This story is from June 03, 2017
Goan literature spans the globe
An intriguing milestone for
Both featured authors are highly significant stars in their own right. Still in his very early 50s, Jerry Pinto is already a beloved living landmark of Mumbai’s contemporary culture: spectacularly gifted, deeply compassionate, acutely perceptive, a hard-working polymathic autodidact with tremendous range. Always a torrentially prolific journalist and poet, he is now also an award-winning translator who produces one jewel after another (his 2015 translation of Daya Pawar’s ‘Baluta’the first Dalit autobiography in Marathiis particularly notable). In 2012, he released an unquestioned masterpiece of a debut novel, loosely based on the life of his own family in Mahim. ‘Em and the Big Hoom’ has won the Hindu Literary Prize, the Sahitya Akademi award, and the $150,000 Windham-Campbell award from Yale.
Roughly the same age as Pinto, Ivo de Figueiredo has also distinguished himself in multiple genres. A highly regarded prose stylist, he has written several books on Norway’s 19th century realist literary genius, Henrik Ibsen. In 2002, he won the Brage Prize for a biography of Johan Hjort, the fascist-turned-liberal hero of anti-Nazi resistance during World War II. A few months ago, he won the highly prestigious biennial Sprakprisen (granted by the Norwegian Language Council for excellence in Norwegian in non-fiction), for ‘A Stranger at My Table: A Family Story’, which traces Figueiredo’s quest to understand and find answers to that most Goan of questions“what is my identity?”
Soon to be published in English, the book is about “Indians with European ways and values, trusted servants of the imperial powers. When colonialism came to an end, they became homeless, redundant, caught between the age of empires and the age of nations and were thus forced to fight their way westwards. Some came to the United States, some to England. One got away from the others and ended up in Bamble, on the coast of Norway. This is the story of a family created by European empires, who paid the price for their downfall. It is the story of a family that never stops losing each other, but always manages to find each other again. More than anything, this is an account of a son searching for his father’s story, and ending up rewriting his own.”
Figueiredo uses a structure that is “a mixture between the documentary, the Jewish heritage epos and the post-colonial novel”, which has some underlying similarities to Pinto’s novel. The theme of many-layered Goan diasporic culture runs through both books. As one UK reviewer wrote about ‘Em and the Big Hoom’, “In a scene in which the Big Hoom’s future mother-in-law and her sister encourage him to propose, the women begin by speaking their best Portuguese before switching to English (in which Bertha uses only two all-purpose nouns, ‘thissing’ and ‘this-thing’) and then to Konkani, the language of ‘the tiller of the soil and the bearer of the load’. This is an India that many people won’t have seen.”
In fact, that is precisely the underlying genius and value of Goan writing, in whatever form, and in all its main literary languages: Konkani, Marathi, English and Portuguese.

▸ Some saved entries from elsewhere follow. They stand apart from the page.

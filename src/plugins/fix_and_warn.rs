//! Fix-and-warn plugin
//!
//! Runs the fix tool over `[expected, test]` pairs, then the warn tool over
//! the fixed copies. Annotations are stripped from the expected files while
//! the fixer runs so that the diff only sees code; the files are restored
//! afterwards whatever the outcome.

use std::path::{Path, PathBuf};

use crate::config::{FixAndWarnSettings, PluginKind};
use crate::domain::entities::{TestResult, TestUnit};
use crate::domain::services::strip_annotations;
use crate::error::SaveResult;

use super::{file_name, FixPlugin, Plugin, PluginContext, WarnPlugin};

pub struct FixAndWarnPlugin {
    ctx: PluginContext,
    scratch_dir: PathBuf,
    fix: FixPlugin,
    warn: WarnPlugin,
}

impl FixAndWarnPlugin {
    pub fn new(ctx: PluginContext, settings: FixAndWarnSettings) -> Self {
        let scratch_dir = ctx.scratch_dir_for(PluginKind::FixAndWarn);
        let nested = ctx.nested(scratch_dir.clone());
        Self {
            fix: FixPlugin::new(nested.clone(), settings.fix),
            warn: WarnPlugin::new(nested, settings.warn),
            ctx,
            scratch_dir,
        }
    }

    /// Remove annotation lines from `files` in place, returning original contents
    fn strip_expected_files(&self, files: &[PathBuf]) -> SaveResult<Vec<(PathBuf, String)>> {
        let mut originals = Vec::with_capacity(files.len());
        for file in files {
            let stripped = self.ctx.fs.read(file).and_then(|original| {
                let lines: Vec<String> = original.lines().map(str::to_string).collect();
                let mut content = strip_annotations(&lines, self.warn.settings()).join("\n");
                content.push('\n');
                self.ctx.fs.write(file, &content)?;
                Ok(original)
            });
            match stripped {
                Ok(original) => originals.push((file.clone(), original)),
                Err(err) => {
                    self.restore(&originals)?;
                    return Err(err.into());
                }
            }
        }
        Ok(originals)
    }

    fn restore(&self, originals: &[(PathBuf, String)]) -> SaveResult<()> {
        for (file, content) in originals {
            self.ctx.fs.write(file, content)?;
        }
        Ok(())
    }
}

impl Plugin for FixAndWarnPlugin {
    fn kind(&self) -> PluginKind {
        PluginKind::FixAndWarn
    }

    fn context(&self) -> &PluginContext {
        &self.ctx
    }

    fn scratch_dir(&self) -> &Path {
        &self.scratch_dir
    }

    fn units_in(&self, dir: &Path) -> SaveResult<Vec<TestUnit>> {
        self.fix.units_in(dir)
    }

    fn handle_units(&self, units: Vec<TestUnit>) -> SaveResult<Vec<TestResult>> {
        let warn_settings = self.warn.settings();
        let (tests, expected): (Vec<PathBuf>, Vec<PathBuf>) = units
            .iter()
            .flat_map(|unit| unit.files().iter().cloned())
            .partition(|file| warn_settings.is_test_resource(&file_name(file)));

        let originals = self.strip_expected_files(&expected)?;
        let fix_results = self.fix.handle_units(units);
        self.restore(&originals)?;
        let fix_results = fix_results?;

        let fixed_copies: Vec<TestUnit> = tests
            .iter()
            .map(|test| TestUnit::single(self.fix.fixed_copy_path(test)))
            .collect();
        tracing::debug!(files = fixed_copies.len(), "checking warnings on fixed copies");
        let warn_results = self.warn.handle_units(fixed_copies)?;

        Ok(fix_results.into_iter().chain(warn_results).collect())
    }
}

For too many wasted years, far too much talent has been squandered on pointless turf wars. Even now, a significant proportion of Goan intellectuals and writers engage in a suicidal death match over script, with no benefit to either side, and the only sure loser being the mother tongue itself. The absurd squabbling conspicuously ignores a most basic truththe scripts and languages may vary, but the literature is one. Goan writing is enriched by each contribution in any language, in a spectacular heritage that spans five different scripts, and comfortably includes both the English of Jerry Pinto and the Norwegian of Ivo de Figueiredo.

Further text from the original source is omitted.